Third, as a novel therapy, it is patient responsibility to help push cultural norms to improve the experience for future patients. Normalizing the wearing of Optune allows me to confront uncomfortable or strange interactions in public so that the next GBM patient may walk through the restaurant, car dealership, kids’ preschool, or grocery store without feeling the weight of quite so many eyes.

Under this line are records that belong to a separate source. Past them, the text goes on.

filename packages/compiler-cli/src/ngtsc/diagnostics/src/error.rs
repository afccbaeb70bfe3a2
use super::error_code::ErrorCode;
use super::util::ng_error_code;
use oxc_span::Span;

#[derive(Debug, Clone, Copy, PartialEq, Eq)]
pub enum DiagnosticCategory {
    Warning,
    Error,
    Message,
}

/// A diagnostic ready to be reported against a source file.
#[derive(Debug, Clone, PartialEq, Eq)]
pub struct Diagnostic {
    pub category: DiagnosticCategory,
    pub code: i32,
    pub file: Option<String>,
    pub start: u32,
    pub length: u32,
    pub message_text: String,
}

/// An error that aborts analysis of the current class.
///
/// The span points at the offending node (a decorator, or the parameter's binding name) so the
/// caller can attribute the diagnostic to the source location.
#[derive(Debug, Clone, PartialEq, Eq, thiserror::Error)]
#[error("NG{}: {message}", .code.number())]
pub struct FatalDiagnosticError {
    pub code: ErrorCode,
    pub span: Span,
    pub message: String,
}

impl FatalDiagnosticError {
    pub fn new(code: ErrorCode, span: Span, message: impl Into<String>) -> Self {
        Self {
            code,
            span,
            message: message.into(),
        }
    }

    pub fn to_diagnostic(&self, file: Option<&str>) -> Diagnostic {
        Diagnostic {
            category: DiagnosticCategory::Error,
            code: ng_error_code(self.code),
            file: file.map(str::to_string),
            start: self.span.start,
            length: self.span.end - self.span.start,
            message_text: self.message.clone(),
        }
    }
}

pub fn is_fatal_diagnostic_error(err: &(dyn std::error::Error + 'static)) -> bool {
    err.is::<FatalDiagnosticError>()
}
//! Output AST
//!
//! The expression vocabulary handed to code generators.

pub mod output_ast;
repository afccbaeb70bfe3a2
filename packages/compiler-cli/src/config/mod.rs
pub mod analysis;

pub use analysis::AnalysisConfig;
#[test]
fn test_inject_token_is_the_argument_verbatim() {
    let allocator = Allocator::default();
    let program = TestProgram::new(
        &allocator,
        r#"
        import {Inject, forwardRef} from '@angular/core';
        class Foo {
            constructor(@Inject(forwardRef(() => Service)) a: Other) {}
        }
        class Service {}
        "#,
    );

    let deps = dependencies_of(&program, &AnalysisConfig::default()).unwrap();
    assert_eq!(token_text(&program, &deps[0]), "forwardRef(() => Service)");
    assert!(matches!(
        deps[0].token_node(),
        Some(ValueNode::Expression(ast::Expression::CallExpression(_)))
    ));
    assert_eq!(deps[0].resolved, R3ResolvedDependencyType::Token);
}

#[test]
fn test_inject_with_wrong_arity_fails() {
    for decorator in [
        "@Inject()",
        "@Inject(A, B)",
        "@Inject",
        "@Inject(A, ...rest)",
        "@Inject(...tokens)",
    ] {
        let source = format!(
            "import {{Inject}} from '@angular/core';\nclass Foo {{ constructor({} a: Service) {{}} }}",
            decorator
        );
        let allocator = Allocator::default();
        let program = TestProgram::new(&allocator, &source);

        let err = dependencies_of(&program, &AnalysisConfig::default()).unwrap_err();
        assert_eq!(err.code, ErrorCode::DecoratorArityWrong);
        assert_eq!(err.message, "Unexpected number of arguments to @Inject().");
        assert_eq!(program.text(err.span), decorator);
    }
}

#[test]
fn test_attribute_dependency() {
    let allocator = Allocator::default();
    let program = TestProgram::new(
        &allocator,
        r#"
        import {Attribute, ElementRef} from '@angular/core';
        class Foo {
            constructor(@Attribute('title') title: string, @Attribute('host') el: ElementRef) {}
        }
        "#,
    );

    let deps = dependencies_of(&program, &AnalysisConfig::default()).unwrap();
    assert_eq!(token_text(&program, &deps[0]), "'title'");
    assert_eq!(deps[0].resolved, R3ResolvedDependencyType::Attribute);

    // The type annotation never reclassifies an attribute.
    assert_eq!(token_text(&program, &deps[1]), "'host'");
    assert_eq!(deps[1].resolved, R3ResolvedDependencyType::Attribute);
}

#[test]
fn test_attribute_with_wrong_arity_fails() {
    let allocator = Allocator::default();
    let program = TestProgram::new(
        &allocator,
        r#"
        import {Attribute} from '@angular/core';
        class Foo {
            constructor(@Attribute('a', 'b') title: string) {}
        }
        "#,
    );

    let err = dependencies_of(&program, &AnalysisConfig::default()).unwrap_err();
    assert_eq!(err.code, ErrorCode::DecoratorArityWrong);
    assert_eq!(err.message, "Unexpected number of arguments to @Attribute().");
}

#[test]
fn test_attribute_with_spread_arguments_fails() {
    for decorator in ["@Attribute('a', ...rest)", "@Attribute(...names)"] {
        let source = format!(
            "import {{Attribute}} from '@angular/core';\nclass Foo {{ constructor({} a: string) {{}} }}",
            decorator
        );
        let allocator = Allocator::default();
        let program = TestProgram::new(&allocator, &source);

        let err = dependencies_of(&program, &AnalysisConfig::default()).unwrap_err();
        assert_eq!(err.code, ErrorCode::DecoratorArityWrong, "{}", decorator);
        assert_eq!(err.message, "Unexpected number of arguments to @Attribute().");
    }
}

#[test]
fn test_last_token_decorator_wins() {
    let allocator = Allocator::default();
    let program = TestProgram::new(
        &allocator,
        r#"
        import {Attribute, Inject} from '@angular/core';
        class Foo {
            constructor(@Inject(A) @Inject(B) a: C, @Attribute('x') @Inject(D) b: E) {}
        }
        "#,
    );

    let deps = dependencies_of(&program, &AnalysisConfig::default()).unwrap();
    assert_eq!(token_text(&program, &deps[0]), "B");
    assert_eq!(token_text(&program, &deps[1]), "D");
    assert_eq!(deps[1].resolved, R3ResolvedDependencyType::Attribute);
}

#[test]
fn test_missing_token_fails() {
    let allocator = Allocator::default();
    let program = TestProgram::new(
        &allocator,
        r#"
        import {Optional} from '@angular/core';
        class Foo {
            constructor(@Optional() a) {}
        }
        "#,
    );

    let err = dependencies_of(&program, &AnalysisConfig::default()).unwrap_err();
    assert_eq!(err.code, ErrorCode::ParamMissingToken);
    assert_eq!(
        err.message,
        "No suitable injection token for parameter 'a' of class 'Foo'."
    );
    assert_eq!(program.text(err.span), "a");
}

#[test]
fn test_keyword_type_is_not_a_token() {
    let allocator = Allocator::default();
    let program = TestProgram::new(&allocator, "class Foo { constructor(a: string) {} }");

    let err = dependencies_of(&program, &AnalysisConfig::default()).unwrap_err();
    assert_eq!(err.code, ErrorCode::ParamMissingToken);
}

#[test]
fn test_missing_token_reports_index_of_unnamed_parameter() {
    let allocator = Allocator::default();
    let program = TestProgram::new(
        &allocator,
        "class Foo { constructor(a: Bar, {b}: any) {} }",
    );

    let err = dependencies_of(&program, &AnalysisConfig::default()).unwrap_err();
    assert_eq!(
        err.message,
        "No suitable injection token for parameter '1' of class 'Foo'."
    );
}

#[test]
fn test_missing_token_in_anonymous_class() {
    let allocator = Allocator::default();
    let program = TestProgram::new(&allocator, "const Foo = class { constructor(a) {} };");
    let host = TypeScriptReflectionHost::new(&program.program);

    let ast::Expression::ClassExpression(class) = program.initializer_of("Foo") else {
        panic!("not a class expression");
    };
    let err = get_constructor_dependencies(class, &host, false).unwrap_err();
    assert_eq!(
        err.message,
        "No suitable injection token for parameter 'a' of class '<anonymous>'."
    );
}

Like Isaac’s skinned knee, the staples that were in my head, and now Optune, I am wearing my cancer. It is easy to hide behind the visuals that project our pain to the world, yet we all realize, don’t we, that these are superficial and cosmetic; the tips of the icebergs. We, each of us, carry pain, heartbreak, embarrassment, fears, and injury, just below the surface, not in the light of day, exposed for the wandering eyes and strange looks from others. I think ultimately I wear Optune because I am coming to understand the act of wearing the device expresses solidarity with all of us facing hot heads, heavy bags, and restricted movements: our jobs, our relationships, our budgets, our health. It’s tough out there, friends.
I become irritable, itchy, hot-tempered, and worn out. I get short with the kids. But I also get this strange pass, right? Because of the Big C. Because of C – A – N -C – E – R. Because of Optune,and my affected gait, and my cane.
Many of you have thanked me for writing this blog, and you have said wonderful things about me and my experience: that I am inspiring, uplifting, strong, positive, and courageous. Friends, you are these things. I have been branded with the global identifier of cancer. I get head tilts and sad eyes. People are soft on me by default. The model I am living up to is the one set by all of you, who face an often mean world, and you do it with enough grace and kindness that at the end of your long days you have enough energy left to send my family a card.
We imagine ourselves into each other’s context, and we find empathy, strength, and partnership in that shared space. The analogies I draw from my experience and the lessons I galvanize show up in meaningful ways: this blog, like my description of doctor-patient communication, is not one-on-one, but one-to-many. I seek opportunities to tell my story, and I could not be more thankful for your support. More to come!